Note- in the past I have tended to use fetta or even better, Persian fetta to stuff mushrooms, along with thyme and garlic in the topping. Stracchino cheese makes a nice change, given that it is a runny and very bland cheese, allowing the stronger tasting herbs to star.
Essere Come Prezzemolo is a handy Italian expression. It simply means to be like parsley, and is applied to people who turn up everywhere, or are always there. ( Steven Fry comes to mind ) Thank goodness parsley is always in my garden as it forms the backbone of many a meal. It flavours stock, is the main star in tabbouleh and it is sprinkled over many a dish, like confetti at a wedding, or a last blessing from the kitchen. This little salad always gets eaten first at any family gathering. The young wolves descend on it.It is an economical starter, especially if you grow parsley which is really like a weed. Serve this with another salad, some herbed olives and a tasty bread for lunch.

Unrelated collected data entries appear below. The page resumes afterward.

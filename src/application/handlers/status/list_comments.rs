//! ListCommentsHandler - Query handler for a resource's comment page.
//!
//! The resource header and the comment list are fetched independently; either
//! may come back empty without failing the page.

use std::sync::Arc;

use crate::domain::foundation::ResourceId;
use crate::domain::resource::{Resource, StatusUpdate};
use crate::ports::{ResourceRepository, StatusRepository};

#[derive(Debug, Clone)]
pub struct ListCommentsQuery {
    pub resource_id: ResourceId,
}

/// A resource (if it still exists) and its updates, newest first.
#[derive(Debug, Clone, Default)]
pub struct CommentsView {
    pub resource: Option<Resource>,
    pub comments: Vec<StatusUpdate>,
}

pub struct ListCommentsHandler {
    resources: Arc<dyn ResourceRepository>,
    statuses: Arc<dyn StatusRepository>,
}

impl ListCommentsHandler {
    pub fn new(resources: Arc<dyn ResourceRepository>, statuses: Arc<dyn StatusRepository>) -> Self {
        Self {
            resources,
            statuses,
        }
    }

    pub async fn handle(&self, query: ListCommentsQuery) -> CommentsView {
        let (comments, resource) = futures::join!(
            self.statuses.list_for_resource(&query.resource_id),
            self.resources.find_by_id(&query.resource_id),
        );

        let comments = comments.unwrap_or_else(|e| {
            tracing::warn!(resource_id = %query.resource_id, error = %e, "Fetch comments failed");
            Vec::new()
        });
        let resource = resource.unwrap_or_else(|e| {
            tracing::warn!(resource_id = %query.resource_id, error = %e, "Fetch resource for comments failed");
            None
        });

        CommentsView { resource, comments }
    }
}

Mt Zero Biodynamic olives, warmed with oil, garlic and herbs.
The dish employs winter produce at its peak. Avocados, which are cheap in July and August, come from our sunnier northern states. Parsley is always prolific in the garden but more so in winter as it tends to ‘bolt’ in summer. The eggs are free range organic bantam eggs but any small sized organic eggs you can get hold of will go well as they are the star.

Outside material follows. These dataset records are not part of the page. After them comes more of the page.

//! Campus role of an account.

use serde::{Deserialize, Serialize};
use std::fmt;
use std::str::FromStr;

use crate::domain::foundation::ValidationError;

/// Campus role stored on the profile.
#[derive(Debug, Clone, Copy, PartialEq, Eq, Hash, Default, Serialize, Deserialize)]
#[serde(rename_all = "lowercase")]
pub enum Role {
    #[default]
    Student,
    Faculty,
    Admin,
}

impl Role {
    /// Faculty may edit and delete resources they did not author.
    pub fn moderates_resources(&self) -> bool {
        matches!(self, Role::Faculty)
    }

    pub fn is_admin(&self) -> bool {
        matches!(self, Role::Admin)
    }

    pub fn as_str(&self) -> &'static str {
        match self {
            Role::Student => "student",
            Role::Faculty => "faculty",
            Role::Admin => "admin",
        }
    }
}

impl fmt::Display for Role {
    fn fmt(&self, f: &mut fmt::Formatter<'_>) -> fmt::Result {
        f.write_str(self.as_str())
    }
}

impl FromStr for Role {
    type Err = ValidationError;

    fn from_str(s: &str) -> Result<Self, Self::Err> {
        match s.trim().to_ascii_lowercase().as_str() {
            "student" => Ok(Role::Student),
            "faculty" => Ok(Role::Faculty),
            "admin" => Ok(Role::Admin),
            other => Err(ValidationError::invalid_format(
                "role",
                format!("unknown role '{}'", other),
            )),
        }
    }
}

#[cfg(test)]
mod tests {
    use super::*;

    #[test]
    fn parses_known_roles_case_insensitively() {
        assert_eq!("student".parse::<Role>().unwrap(), Role::Student);
        assert_eq!(" Faculty ".parse::<Role>().unwrap(), Role::Faculty);
        assert_eq!("ADMIN".parse::<Role>().unwrap(), Role::Admin);
    }

    #[test]
    fn rejects_unknown_role() {
        assert!("janitor".parse::<Role>().is_err());
        assert!("".parse::<Role>().is_err());
    }

    #[test]
    fn only_faculty_moderates() {
        assert!(Role::Faculty.moderates_resources());
        assert!(!Role::Student.moderates_resources());
        assert!(!Role::Admin.moderates_resources());
    }

    #[test]
    fn serializes_lowercase() {
        assert_eq!(serde_json::to_string(&Role::Faculty).unwrap(), "\"faculty\"");
    }
}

Antipasto di Uova, Prezzemolo e Avocado
6 eggs ( small size)
1 large avocado, or more as required.
1 bunch Italian parsley
2-3 garlic cloves
small handful pine nuts
sea salt
Extra Virgin Olive Oil.
Hard boil the eggs. Meanwhile make the parsley pesto in a mortar and pestle. Throw in the peeled garlic and some coarsely ground salt. Begin pounding. Add the pine nuts and continue pounding. ( Think of your least favorite politician). Add the leaves from the parsley bunch, a bit at a time. Continue bashing away until the parsley is broken down but still a little rough in texture. Add the oil, continue pounding, and add enough to make a green sauce, runny enough to drizzle. Arrange the halved eggs and avocado chunks on a platter, drizzle with the parsley pesto, and add another grinding of salt. I usually reserve the term pesto for the classic basil pesto which I only make in Summer. This one is so similar, and the green is so vibrant, I’m allowing it to sneak into the pesto category.